Ahlaki değerlerin oluşumunda, toplumsal değerler, din, gelenekler, görenekler, bireyin aldığı eğitim seviyesi gibi birçok faktör belirleyici bir rol oynar. İnsanların ahlaki tercihlerini, toplumsal yapı ve kültürel kodlar şekillendirirken, bu süreçte din ve eğitimin de büyük etkisi vardır.
İslam toplumlarında ahlak anlayışı ve bu ahlaka aykırı davranışların artış sebepleri üzerine bir analiz yaparken, Batı toplumları ile kıyaslandığında dikkat çekici farklılıkların olduğu görülecektir.
Bir toplumun ahlaki değerleri, o toplumun tarihsel, kültürel ve dini arka planına dayanır.

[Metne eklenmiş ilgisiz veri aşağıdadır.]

//! Transition errors.

use crate::core::CatalogError;
use thiserror::Error;

/// Errors that can occur when attempting a transition.
#[derive(Debug, Clone, Error, PartialEq, Eq)]
pub enum TransitionError {
    #[error("Illegal transition in '{catalog}' from '{from}' to '{to}'")]
    IllegalTransition {
        catalog: String,
        from: String,
        to: String,
    },

    /// The entity was tracked under another catalog instance, which may
    /// carry the same name.
    #[error("Entity is tracked under another catalog '{found}', policy uses '{expected}'")]
    CatalogMismatch { expected: String, found: String },

    #[error(transparent)]
    Catalog(#[from] CatalogError),
}

impl TransitionError {
    /// Source code observed under the entity lock, when the attempt got
    /// that far.
    pub fn observed_from(&self) -> Option<&str> {
        match self {
            TransitionError::IllegalTransition { from, .. } => Some(from),
            _ => None,
        }
    }
}

/// Failure of a transition guarded by a caller-supplied action.
#[derive(Debug, Error)]
pub enum AttemptError<E> {
    #[error(transparent)]
    Transition(#[from] TransitionError),

    #[error("Transition action failed: {0}")]
    Action(#[source] E),
}
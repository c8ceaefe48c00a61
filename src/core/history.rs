//! Transition log tracking.
//!
//! Provides immutable tracking of the transitions applied to one entity.
//! Records hold codes rather than variants so a log can be exported and
//! compared without the catalog at hand.

use chrono::{DateTime, Utc};
use serde::{Deserialize, Serialize};
use std::time::Duration;

/// Record of a single applied transition.
///
/// # Example
///
/// ```rust
/// use switchyard::core::TransitionRecord;
/// use chrono::Utc;
///
/// let record = TransitionRecord {
///     from: "PLACED".to_string(),
///     to: "SHIPPED".to_string(),
///     timestamp: Utc::now(),
/// };
/// assert_eq!(record.to, "SHIPPED");
/// ```
#[derive(Clone, Debug, PartialEq, Eq, Serialize, Deserialize)]
pub struct TransitionRecord {
    /// Code of the variant being left
    pub from: String,
    /// Code of the variant entered
    pub to: String,
    /// When the transition was applied
    pub timestamp: DateTime<Utc>,
}

/// Ordered log of applied transitions.
///
/// `record` returns a new log with the transition appended and leaves the
/// receiver untouched. The policy appends in place while it holds the
/// entity lock.
///
/// # Example
///
/// ```rust
/// use switchyard::core::{TransitionLog, TransitionRecord};
/// use chrono::Utc;
///
/// let log = TransitionLog::new();
/// let log = log.record(TransitionRecord {
///     from: "PLACED".to_string(),
///     to: "SHIPPED".to_string(),
///     timestamp: Utc::now(),
/// });
/// let log = log.record(TransitionRecord {
///     from: "SHIPPED".to_string(),
///     to: "DELIVERED".to_string(),
///     timestamp: Utc::now(),
/// });
///
/// assert_eq!(log.get_path(), vec!["PLACED", "SHIPPED", "DELIVERED"]);
/// ```
#[derive(Clone, Debug, Default, PartialEq, Eq, Serialize, Deserialize)]
pub struct TransitionLog {
    transitions: Vec<TransitionRecord>,
}

impl TransitionLog {
    pub fn new() -> Self {
        Self {
            transitions: Vec::new(),
        }
    }

    /// Record a transition, returning a new log.
    pub fn record(&self, transition: TransitionRecord) -> Self {
        let mut transitions = self.transitions.clone();
        transitions.push(transition);
        Self { transitions }
    }

    pub(crate) fn push(&mut self, transition: TransitionRecord) {
        self.transitions.push(transition);
    }

    /// Codes visited in order: the first source, then every target.
    pub fn get_path(&self) -> Vec<&str> {
        let mut path = Vec::new();
        if let Some(first) = self.transitions.first() {
            path.push(first.from.as_str());
        }
        for transition in &self.transitions {
            path.push(transition.to.as_str());
        }
        path
    }

    /// Time between the first and last recorded transition.
    ///
    /// Returns `None` for an empty log.
    pub fn duration(&self) -> Option<Duration> {
        if let (Some(first), Some(last)) = (self.transitions.first(), self.transitions.last()) {
            let duration = last.timestamp.signed_duration_since(first.timestamp);
            duration.to_std().ok()
        } else {
            None
        }
    }

    pub fn last(&self) -> Option<&TransitionRecord> {
        self.transitions.last()
    }

    pub fn transitions(&self) -> &[TransitionRecord] {
        &self.transitions
    }

    pub fn len(&self) -> usize {
        self.transitions.len()
    }

    pub fn is_empty(&self) -> bool {
        self.transitions.is_empty()
    }
}

#[cfg(test)]
mod tests {
    use super::*;

    fn record(from: &str, to: &str, timestamp: DateTime<Utc>) -> TransitionRecord {
        TransitionRecord {
            from: from.to_string(),
            to: to.to_string(),
            timestamp,
        }
    }

    #[test]
    fn new_log_is_empty() {
        let log = TransitionLog::new();
        assert!(log.is_empty());
        assert!(log.get_path().is_empty());
        assert!(log.duration().is_none());
        assert!(log.last().is_none());
    }

    #[test]
    fn record_is_immutable() {
        let log = TransitionLog::new();
        let next = log.record(record("PLACED", "SHIPPED", Utc::now()));

        assert_eq!(log.len(), 0);
        assert_eq!(next.len(), 1);
        assert_eq!(next.last().unwrap().to, "SHIPPED");
    }

    #[test]
    fn push_appends_in_place() {
        let mut log = TransitionLog::new().record(record("PLACED", "SHIPPED", Utc::now()));
        log.push(record("SHIPPED", "DELIVERED", Utc::now()));

        assert_eq!(log.len(), 2);
        assert_eq!(log.get_path(), vec!["PLACED", "SHIPPED", "DELIVERED"]);
    }

    #[test]
    fn get_path_returns_code_sequence() {
        let log = TransitionLog::new()
            .record(record("PLACED", "SHIPPED", Utc::now()))
            .record(record("SHIPPED", "DELIVERED", Utc::now()));

        assert_eq!(log.get_path(), vec!["PLACED", "SHIPPED", "DELIVERED"]);
    }

    #[test]
    fn duration_spans_first_to_last() {
        let start = Utc::now();
        let log = TransitionLog::new()
            .record(record("PLACED", "SHIPPED", start))
            .record(record(
                "SHIPPED",
                "DELIVERED",
                start + chrono::Duration::milliseconds(250),
            ));

        assert_eq!(log.duration(), Some(Duration::from_millis(250)));
    }

    #[test]
    fn single_transition_has_duration_zero() {
        let log = TransitionLog::new().record(record("PLACED", "SHIPPED", Utc::now()));

        assert_eq!(log.duration(), Some(Duration::from_secs(0)));
    }

    #[test]
    fn log_serializes_correctly() {
        let log = TransitionLog::new().record(record("PLACED", "SHIPPED", Utc::now()));

        let json = serde_json::to_string(&log).unwrap();
        let deserialized: TransitionLog = serde_json::from_str(&json).unwrap();

        assert_eq!(log, deserialized);
    }
}
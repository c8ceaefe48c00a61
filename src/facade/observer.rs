//! Optional reporting of transition outcomes.

use chrono::{DateTime, Utc};
use serde::{Deserialize, Serialize};
use uuid::Uuid;

/// What happened to one requested transition.
#[derive(Clone, Debug, PartialEq, Eq, Serialize, Deserialize)]
#[serde(tag = "kind", rename_all = "snake_case")]
pub enum TransitionOutcome {
    Applied,
    /// The policy refused the transition.
    Rejected { reason: String },
    /// The transition was legal but the capability call failed.
    ActionFailed { reason: String },
}

/// Report sent to a [`TransitionObserver`].
#[derive(Clone, Debug, PartialEq, Eq, Serialize, Deserialize)]
pub struct TransitionEvent {
    pub entity: Uuid,
    pub catalog: String,
    /// Variant the entity occupied when the request was handled.
    pub from: String,
    /// Requested target code.
    pub to: String,
    pub outcome: TransitionOutcome,
    pub at: DateTime<Utc>,
}

impl TransitionEvent {
    pub fn is_applied(&self) -> bool {
        matches!(self.outcome, TransitionOutcome::Applied)
    }
}

/// Receives every transition outcome handled by a facade.
pub trait TransitionObserver: Send + Sync {
    fn on_transition(&self, event: &TransitionEvent);
}

/// Observer forwarding events to `tracing`.
#[derive(Debug, Default, Clone, Copy)]
pub struct TracingObserver;

impl TransitionObserver for TracingObserver {
    fn on_transition(&self, event: &TransitionEvent) {
        match &event.outcome {
            TransitionOutcome::Applied => tracing::info!(
                entity = %event.entity,
                catalog = %event.catalog,
                from = %event.from,
                to = %event.to,
                "transition applied"
            ),
            TransitionOutcome::Rejected { reason } => tracing::warn!(
                entity = %event.entity,
                catalog = %event.catalog,
                from = %event.from,
                to = %event.to,
                %reason,
                "transition rejected"
            ),
            TransitionOutcome::ActionFailed { reason } => tracing::warn!(
                entity = %event.entity,
                catalog = %event.catalog,
                from = %event.from,
                to = %event.to,
                %reason,
                "transition action failed"
            ),
        }
    }
}
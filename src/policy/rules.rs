//! Declared transition rules and the policy that enforces them.

use crate::core::{Catalog, TransitionLog, TransitionRecord, Variant};
use crate::policy::error::{AttemptError, TransitionError};
use crate::policy::state::CurrentState;
use chrono::Utc;
use serde::{Deserialize, Serialize};
use std::collections::HashMap;
use std::convert::Infallible;
use std::sync::Arc;
use uuid::Uuid;

/// A directed edge between two variant codes.
#[derive(Clone, Debug, PartialEq, Eq, Hash, Serialize, Deserialize)]
pub struct TransitionRule {
    pub from: String,
    pub to: String,
}

impl TransitionRule {
    pub fn new(from: impl Into<String>, to: impl Into<String>) -> Self {
        Self {
            from: from.into(),
            to: to.into(),
        }
    }

    pub fn is_self_loop(&self) -> bool {
        self.from == self.to
    }
}

/// Legal-transition graph over one catalog.
///
/// Legality is decided by the declared rules alone. Terminal metadata on a
/// variant is never consulted, and a self-transition is legal only when a
/// rule for it was declared.
///
/// Built with [`PolicyBuilder`](crate::builder::PolicyBuilder), which
/// validates the rule set against the catalog.
#[derive(Debug)]
pub struct TransitionPolicy<V: Variant> {
    catalog: Arc<Catalog<V>>,
    initial: Option<String>,
    rules: Vec<TransitionRule>,
    exits: HashMap<String, Vec<String>>,
}

impl<V: Variant> TransitionPolicy<V> {
    pub(crate) fn from_parts(
        catalog: Arc<Catalog<V>>,
        initial: Option<String>,
        rules: Vec<TransitionRule>,
    ) -> Self {
        let mut exits: HashMap<String, Vec<String>> = HashMap::new();
        for rule in &rules {
            exits
                .entry(rule.from.clone())
                .or_default()
                .push(rule.to.clone());
        }

        Self {
            catalog,
            initial,
            rules,
            exits,
        }
    }

    pub fn catalog(&self) -> &Catalog<V> {
        &self.catalog
    }

    pub fn shared_catalog(&self) -> Arc<Catalog<V>> {
        Arc::clone(&self.catalog)
    }

    /// Declared starting variant, if the configuration named one.
    pub fn initial(&self) -> Option<&V> {
        self.initial
            .as_deref()
            .and_then(|code| self.catalog.variant(code).ok())
    }

    /// Declared rules in declaration order, wildcard expansions included.
    pub fn rules(&self) -> &[TransitionRule] {
        &self.rules
    }

    /// Whether `(from, to)` is a declared edge.
    pub fn is_legal(&self, from: &V, to: &V) -> bool {
        self.is_legal_code(from.code(), to.code())
    }

    pub fn is_legal_code(&self, from: &str, to: &str) -> bool {
        self.exits
            .get(from)
            .is_some_and(|targets| targets.iter().any(|t| t == to))
    }

    /// Variants reachable from `from` in one legal step.
    pub fn targets(&self, from: &V) -> Vec<&V> {
        self.exits
            .get(from.code())
            .map(|targets| {
                targets
                    .iter()
                    .filter_map(|code| self.catalog.variant(code).ok())
                    .collect()
            })
            .unwrap_or_default()
    }

    /// Start tracking a new entity at the variant with `code`.
    pub fn track(&self, code: &str) -> Result<CurrentState<V>, TransitionError> {
        self.track_with_id(Uuid::new_v4(), code)
    }

    pub fn track_with_id(&self, id: Uuid, code: &str) -> Result<CurrentState<V>, TransitionError> {
        let variant = self.catalog.variant(code)?.clone();
        Ok(self.restore(id, variant, TransitionLog::new()))
    }

    /// Rebuild an entity whose variant and log were already checked
    /// against this policy.
    pub(crate) fn restore(&self, id: Uuid, current: V, log: TransitionLog) -> CurrentState<V> {
        CurrentState::new(id, Arc::clone(&self.catalog), current, log)
    }

    /// Move `state` to `to` if the edge is declared.
    ///
    /// On any error the state is left exactly as it was.
    pub fn attempt(
        &self,
        state: &CurrentState<V>,
        to: &V,
    ) -> Result<TransitionRecord, TransitionError> {
        self.attempt_with(state, to, |_| Ok::<_, Infallible>(()))
            .map(|(record, ())| record)
            .map_err(|err| match err {
                AttemptError::Transition(err) => err,
                AttemptError::Action(never) => match never {},
            })
    }

    /// Same as [`attempt`](Self::attempt), looking the target up by code.
    pub fn attempt_code(
        &self,
        state: &CurrentState<V>,
        to: &str,
    ) -> Result<TransitionRecord, TransitionError> {
        let target = self.catalog.variant(to)?;
        self.attempt(state, target)
    }

    /// Validate the transition, run `action` with the source variant, and
    /// commit only if the action succeeds.
    ///
    /// The entity lock is held from the legality check through the commit,
    /// so no other writer can move the entity while `action` runs. The
    /// action must not read `state` itself; the lock is not reentrant.
    ///
    /// An entity tracked under a different catalog instance is rejected
    /// with [`TransitionError::CatalogMismatch`], even when the names match.
    pub fn attempt_with<R, E, F>(
        &self,
        state: &CurrentState<V>,
        to: &V,
        action: F,
    ) -> Result<(TransitionRecord, R), AttemptError<E>>
    where
        F: FnOnce(&V) -> Result<R, E>,
    {
        if !state.belongs_to(&self.catalog) {
            return Err(TransitionError::CatalogMismatch {
                expected: self.catalog.name().to_string(),
                found: state.catalog().to_string(),
            }
            .into());
        }

        let target = self
            .catalog
            .variant(to.code())
            .map_err(TransitionError::from)?;

        let mut tracked = state.lock();
        if !self.is_legal(&tracked.current, target) {
            tracing::warn!(
                entity = %state.id(),
                catalog = self.catalog.name(),
                from = tracked.current.code(),
                to = target.code(),
                "transition rejected"
            );
            return Err(TransitionError::IllegalTransition {
                catalog: self.catalog.name().to_string(),
                from: tracked.current.code().to_string(),
                to: target.code().to_string(),
            }
            .into());
        }

        let output = action(&tracked.current).map_err(AttemptError::Action)?;

        let record = TransitionRecord {
            from: tracked.current.code().to_string(),
            to: target.code().to_string(),
            timestamp: Utc::now(),
        };
        tracked.log.push(record.clone());
        tracked.current = target.clone();

        tracing::debug!(
            entity = %state.id(),
            catalog = self.catalog.name(),
            from = %record.from,
            to = %record.to,
            "transition applied"
        );

        Ok((record, output))
    }
}
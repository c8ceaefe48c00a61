//! Macros for ergonomic catalog construction.

/// Generate a closed variant enum with codes, labels and a `Variant` impl.
///
/// The generated type also gets `ALL` (declaration order) and `catalog()`,
/// which builds a [`Catalog`](crate::core::Catalog) named after the enum.
///
/// # Example
///
/// ```
/// use switchyard::variant_enum;
/// use switchyard::core::Variant;
///
/// variant_enum! {
///     pub enum TaskStatus {
///         Todo = "TODO" => "Not started",
///         Doing = "DOING" => "In progress",
///         Done = "DONE" => "Finished",
///     }
///     final: [Done]
/// }
///
/// assert_eq!(TaskStatus::Doing.code(), "DOING");
/// assert!(TaskStatus::Done.is_final());
/// assert_eq!(TaskStatus::catalog().unwrap().len(), 3);
/// ```
#[macro_export]
macro_rules! variant_enum {
    (
        $(#[$meta:meta])*
        $vis:vis enum $name:ident {
            $(
                $(#[$variant_meta:meta])*
                $variant:ident = $code:literal => $label:literal
            ),* $(,)?
        }

        $(final: [$($final:ident),* $(,)?])?
    ) => {
        $(#[$meta])*
        #[derive(Clone, Copy, PartialEq, Eq, Hash, Debug, serde::Serialize, serde::Deserialize)]
        $vis enum $name {
            $(
                $(#[$variant_meta])*
                $variant
            ),*
        }

        impl $name {
            /// Every variant in declaration order.
            pub const ALL: &'static [$name] = &[$(Self::$variant),*];

            /// Catalog of all variants, named after the enum.
            pub fn catalog() -> Result<$crate::core::Catalog<Self>, $crate::core::CatalogError> {
                $crate::core::Catalog::new(stringify!($name), Self::ALL.iter().copied())
            }
        }

        impl $crate::core::Variant for $name {
            fn code(&self) -> &str {
                match self {
                    $(Self::$variant => $code),*
                }
            }

            fn label(&self) -> &str {
                match self {
                    $(Self::$variant => $label),*
                }
            }

            fn is_final(&self) -> bool {
                match self {
                    $($(Self::$final => true,)*)?
                    #[allow(unreachable_patterns)]
                    _ => false,
                }
            }
        }
    };
}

Gelenek ve görenekler, bireylerin çocukluktan itibaren maruz kaldıkları ilk sosyal normlardır. Aile, okul, sosyal çevre, medya gibi etkenler bu değerlerin yerleşmesinde etkilidir.
Örneğin, bir toplumda dürüstlük, sadakat, adalet gibi kavramlar yüceltiliyor ve bu değerler sürekli vurgulanıyorsa, bireylerin bu normlara uygun davranma eğilimleri güçlü olacaktır. Din ise bu toplumsal değerlerin en önemli şekillendiricilerinden biridir.
İslam’ın temel değerlerinden olan dürüstlük, adalet, kul hakkı gibi konulara iman eden günümüz bireyleri, bu değerleri hayatlarına tam anlamıyla yansıtmamaktadırlar. İnanç yüzeysel bir şekilde benimsenirken, bireyler ahlaki yükümlülüklerinden kaçınmaktadır.
Daha çok dinin ritüelleri yerine getirilmekte, ibadetin manasından uzak hareket edilmektedir. Buda, "Allah’a ve ahirete inanıyorum" diyen bir bireyin, yalan söyleyip rüşvet almasına, ticari hayatta insanları kandırması, haklarını yemesi, zülüm etmesi, dolandırması gibi sebeplere yol açmıştır.
İslam toplumlarında süregelen siyasi istikrarsızlıklar, yolsuzluklar ve adaletsizlikler, toplumsal düzeni ve ahlakı sarsan önemli faktörlerdir.
Adaletsizlik ve hukuksuzluk, bireylerin toplumdaki kurallara ve adalete olan inancını zayıflatmıştır.
Eğitim, ahlaki gelişimin en temel taşlarından biridir. Ancak, bazı İslam toplumlarında eğitim sistemlerinin yetersizliği veya dinin yanlış bir şekilde yorumlanması ahlaki çöküşe zemin hazırlamıştır.
Kur'an ve İslam’ın temel ahlaki prensiplerinin öğretilmemesi veya yanlış öğretilmesi, bireylerin etik çerçevede yaşamalarını zorlaştırmıştır.
Bazı İslam toplumlarında dinin politik araç olarak kullanılması, dinin asıl işlevinin dışına çıkarılmasına sebep olmuştur. Din, toplumu iyileştirmek ve bireyleri ahlaki olarak geliştirmek yerine, iktidar mücadelelerinde bir baskı aracı olarak kullanılabilmektedir. Bu yöntemler günümüzde deizmin artmasına neden olmuştur.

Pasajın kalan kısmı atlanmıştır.